Strategies for Correction and Management
Correcting this movement pattern requires a targeted, two-pronged approach focusing on strengthening and flexibility, alongside conscious movement pattern retraining. The solution is strengthening the weak hip abductors and external rotators to regain dynamic control over the femur. Specific strengthening exercises, such as the clamshell, lateral band walks, and single-leg bridges, effectively isolate the Gluteus Medius and deep rotators. These exercises should focus on quality of movement over quantity, ensuring the hip remains stable and the knee stays aligned.
Flexibility and Retraining
Tight muscles must be addressed to restore normal joint range of motion and pelvic posture. Stretching the hip flexors, such as a half-kneeling hip flexor stretch, helps to lengthen the iliopsoas and reduce the anterior pelvic tilt that contributes to the inward collapse. Stretching the hip adductors can also improve hip mobility, allowing the leg to move freely without being pulled toward the midline.
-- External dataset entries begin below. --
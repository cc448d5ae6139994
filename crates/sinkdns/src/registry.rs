// SPDX-License-Identifier: Apache-2.0 OR MIT
// Copyright (c) 2025-2026 naskel.com

//! Ordered handler registry.
//!
//! Handlers are matched on (class filter, type filter, optional qname
//! pattern) in registration order. Registration order is load-bearing:
//! earlier entries can act as guards that attach an error response and
//! thereby short-circuit later producers.

use std::sync::Arc;

use hickory_proto::error::ProtoError;
use hickory_proto::rr::{DNSClass, Name, RecordType};
use parking_lot::RwLock;

use crate::codec;
use crate::request::Request;

/// A registered query handler.
///
/// Implementations carry their own state (the idiomatic replacement for an
/// opaque `user_data` pointer). Plain closures with the right signature
/// implement this trait automatically.
///
/// A handler responds by mutating the request: [`Request::set_response`] or
/// [`Request::set_wire_response`]. Dispatch stops at the first handler that
/// leaves either attached, so a guard that sets a tentative error response
/// prevents every later entry from running. Returning without attaching
/// anything passes the query on to the next matching entry.
pub trait Handler: Send + Sync {
    /// Process one query. `qname` is the canonical (lowercased) name of the
    /// first question; `qtype` and `qclass` are taken from the same record.
    fn handle(&self, request: &mut Request, qname: &Name, qtype: RecordType, qclass: DNSClass);
}

impl<F> Handler for F
where
    F: Fn(&mut Request, &Name, RecordType, DNSClass) + Send + Sync,
{
    fn handle(&self, request: &mut Request, qname: &Name, qtype: RecordType, qclass: DNSClass) {
        self(request, qname, qtype, qclass)
    }
}

/// One registry entry: filters plus the handler they guard.
#[derive(Clone)]
pub struct HandlerEntry {
    pattern: Option<Name>,
    class: DNSClass,
    rtype: RecordType,
    handler: Arc<dyn Handler>,
}

impl HandlerEntry {
    /// Whether this entry is eligible for a query with the given
    /// (canonical) name, type, and class.
    pub fn matches(&self, qname: &Name, qtype: RecordType, qclass: DNSClass) -> bool {
        if self.class != DNSClass::ANY && self.class != qclass {
            return false;
        }
        if self.rtype != RecordType::ANY && self.rtype != qtype {
            return false;
        }
        match &self.pattern {
            Some(pattern) => codec::wildcard_match(pattern, qname),
            None => true,
        }
    }

    /// The handler callable.
    pub fn handler(&self) -> &Arc<dyn Handler> {
        &self.handler
    }
}

/// Append-only ordered list of handler entries.
///
/// Reads take a snapshot, so a handler that registers further handlers
/// while dispatch is running does not affect the walk in progress; the new
/// entries become visible on the next request.
#[derive(Default)]
pub struct HandlerRegistry {
    entries: RwLock<Vec<HandlerEntry>>,
}

impl HandlerRegistry {
    /// Create an empty registry.
    pub fn new() -> Self {
        Self::default()
    }

    /// Append a handler entry.
    ///
    /// `pattern`, when given, is parsed and canonicalized once here.
    /// `DNSClass::ANY` and `RecordType::ANY` act as match-all filters.
    pub fn add(
        &self,
        pattern: Option<&str>,
        class: DNSClass,
        rtype: RecordType,
        handler: Arc<dyn Handler>,
    ) -> Result<(), ProtoError> {
        let pattern = match pattern {
            Some(p) => Some(codec::canonical_pattern(p)?),
            None => None,
        };
        self.entries.write().push(HandlerEntry {
            pattern,
            class,
            rtype,
            handler,
        });
        Ok(())
    }

    /// Snapshot of the entries in registration order.
    pub fn snapshot(&self) -> Vec<HandlerEntry> {
        self.entries.read().clone()
    }

    /// Number of registered entries.
    pub fn len(&self) -> usize {
        self.entries.read().len()
    }

    /// True when no handlers are registered.
    pub fn is_empty(&self) -> bool {
        self.entries.read().is_empty()
    }
}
Integrating these exercises with movement pattern retraining is crucial. This involves consciously focusing on keeping the knee aligned over the second toe during functional tasks like climbing stairs or squatting. If the inward movement is accompanied by pain, or if dedicated exercises do not yield noticeable improvement, consulting a physical therapist is advised. A professional assessment can determine if the cause is structural or functional and create a specific rehabilitation plan.